I still like Tim Pawlenty’s phrase that the laws of fiscal gravity cannot be repealed indefinitely. But the partisan political paralysis is such that nothing can be done to stimulate spending nor to reduce the deficit for more than a year. It’s pitiful.

I want to explicitly repudiate the old journalistically-safe notion that both sides are equally to blame for this situation. I don’t think so. I blame the current Republican Party for changing the concept of compromise to something that means roughly the opposite of what it used to mean, and of adopting a policy of rule or ruin. It appears to have worked, if you measure success on the ruination side by Obama’s current approval ratings.

4. For political-horserace lovers, it’s important to note that now Obama is adopting a version of the Republican definition of “compromise.” He’s given up on the adult-in-the-room approach, which wasn’t leading to much progress on the things he cared about and was making him look ineffectual. Especially with yesterday’s speech, Obama has shifted into campaign mode. He can’t seriously think that the tax-the-rich proposals he laid out yesterday will pass in this Congress. How much more clearly can the Repubs tell him that they won’t tax the rich and that they have more than enough power in the picture to keep that from happening?

So Obama is laying down the argument that he will use for the next 12 months to ask for a second term and to hope that the public will send more Dems to Congress who would pass a package like this one.

5. For those who are interested in the merits of the argument itself, Obama laid them out yesterday quite clearly, although his phrases also dripped with the political needle and with the pseudoscience of partisan word choices. He said roughly this:

We need to keep trying to do something to stimulate the economy. So pass the jobs bill (right away) and keep hope alive. It would be a lot easier to go all Keynesian if the government wasn’t, at the same time, $14 trillion in debt. The debt issue is serious. Our kids’ futures really are at risk if we don’t address it. There are three ways to address it. Cut spending. Raise taxes. Stimulate the economy.

There are potential negative consequences with all three, but there is no alternative to some combination. I favor fair and reasonable amounts of all three. That’s why I refer to my approach three times in the speech as a “balanced” plan or approach. Also, the focus groups really liked that word “balanced” much better than they liked “tax increases” or “tax hikes,” so I never employed either of those phrases, although you can bet the Republicans will.

Much as the Repubs wish it were otherwise, there is really no cuts-only way to get our fiscal house in order. That kind of approach wouldn’t be “balanced.” We’ll keep trying to squeeze that infamous waste, fraud and abuse out of the spending side, but unfortunately the big spending items — military spending, interest payments on the debt and entitlement programs like Medicaid, Medicare and Social Security – account for the vast majority of the budget.

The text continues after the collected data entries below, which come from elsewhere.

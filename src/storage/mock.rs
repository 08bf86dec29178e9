//! In-memory device for testing
//!
//! Behaves like a zero-filled device of fixed length and can be told to
//! fail reads or writes after a number of successful calls.

use crate::storage::slab::BlockDevice;
use parking_lot::Mutex;
use std::io;
use std::sync::atomic::{AtomicU64, AtomicUsize, Ordering};

/// In-memory block device
#[derive(Debug)]
pub struct MemDevice {
    data: Mutex<Vec<u8>>,
    aligned: bool,
    /// Successful writes left before writes start failing
    writes_until_failure: AtomicUsize,
    /// Successful reads left before reads start failing
    reads_until_failure: AtomicUsize,
    write_calls: AtomicU64,
    read_calls: AtomicU64,
}

impl MemDevice {
    /// Create a zero-filled device of `len` bytes
    pub fn new(len: usize) -> Self {
        Self {
            data: Mutex::new(vec![0u8; len]),
            aligned: false,
            writes_until_failure: AtomicUsize::new(usize::MAX),
            reads_until_failure: AtomicUsize::new(usize::MAX),
            write_calls: AtomicU64::new(0),
            read_calls: AtomicU64::new(0),
        }
    }

    /// Report that transfers need aligned buffers, like a direct-I/O device
    pub fn with_aligned_buffers(mut self) -> Self {
        self.aligned = true;
        self
    }

    /// Let `n` more writes succeed, then fail every write
    pub fn fail_writes_after(&self, n: usize) {
        self.writes_until_failure.store(n, Ordering::SeqCst);
    }

    /// Let `n` more reads succeed, then fail every read
    pub fn fail_reads_after(&self, n: usize) {
        self.reads_until_failure.store(n, Ordering::SeqCst);
    }

    /// Number of `write_at` calls so far
    pub fn write_calls(&self) -> u64 {
        self.write_calls.load(Ordering::SeqCst)
    }

    /// Number of `read_at` calls so far
    pub fn read_calls(&self) -> u64 {
        self.read_calls.load(Ordering::SeqCst)
    }

    /// Copy of `len` raw bytes at `offset`
    pub fn raw(&self, offset: usize, len: usize) -> Vec<u8> {
        self.data.lock()[offset..offset + len].to_vec()
    }

    /// Overwrite raw bytes at `offset`, bypassing the engine
    pub fn fill(&self, offset: usize, bytes: &[u8]) {
        self.data.lock()[offset..offset + bytes.len()].copy_from_slice(bytes);
    }

    fn take_budget(budget: &AtomicUsize) -> bool {
        budget
            .fetch_update(Ordering::SeqCst, Ordering::SeqCst, |left| match left {
                0 => None,
                usize::MAX => Some(usize::MAX),
                n => Some(n - 1),
            })
            .is_ok()
    }
}

impl BlockDevice for MemDevice {
    fn read_at(&self, buf: &mut [u8], offset: u64) -> io::Result<usize> {
        self.read_calls.fetch_add(1, Ordering::SeqCst);
        if !Self::take_budget(&self.reads_until_failure) {
            return Err(io::Error::new(io::ErrorKind::Other, "injected read failure"));
        }

        let data = self.data.lock();
        let start = offset as usize;
        if start >= data.len() {
            return Ok(0);
        }
        let n = buf.len().min(data.len() - start);
        buf[..n].copy_from_slice(&data[start..start + n]);
        Ok(n)
    }

    fn write_at(&self, buf: &[u8], offset: u64) -> io::Result<usize> {
        self.write_calls.fetch_add(1, Ordering::SeqCst);
        if !Self::take_budget(&self.writes_until_failure) {
            return Err(io::Error::new(io::ErrorKind::Other, "injected write failure"));
        }

        let mut data = self.data.lock();
        let start = offset as usize;
        let end = start + buf.len();
        if end > data.len() {
            return Err(io::Error::new(
                io::ErrorKind::InvalidInput,
                format!("write of {} bytes at {} past device end {}", buf.len(), start, data.len()),
            ));
        }
        data[start..end].copy_from_slice(buf);
        Ok(buf.len())
    }

    fn flush(&self) -> io::Result<()> {
        Ok(())
    }

    fn requires_aligned_buffers(&self) -> bool {
        self.aligned
    }
}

The Republicans know this but are seldom straight about it. The cuts that would have to occur would fall on many of those least able to absorb them. I’m not willing to go along with that. In fact, just to make clear that I’m not going to cave in to the Republicans, I will explicitly threaten to veto any bill that doesn’t call on wealthy individuals and corporation to pay more taxes. That only fair. It’s so fair that I will use forms of the word “fair” 11 times in this one short speech. That will include six references to “fair share,” meaning what I ask rich people to pay. There will also be one “fairer,” one “fairness,” two “unfairnesses.” Republicans have a hard time when the argument is about fairness.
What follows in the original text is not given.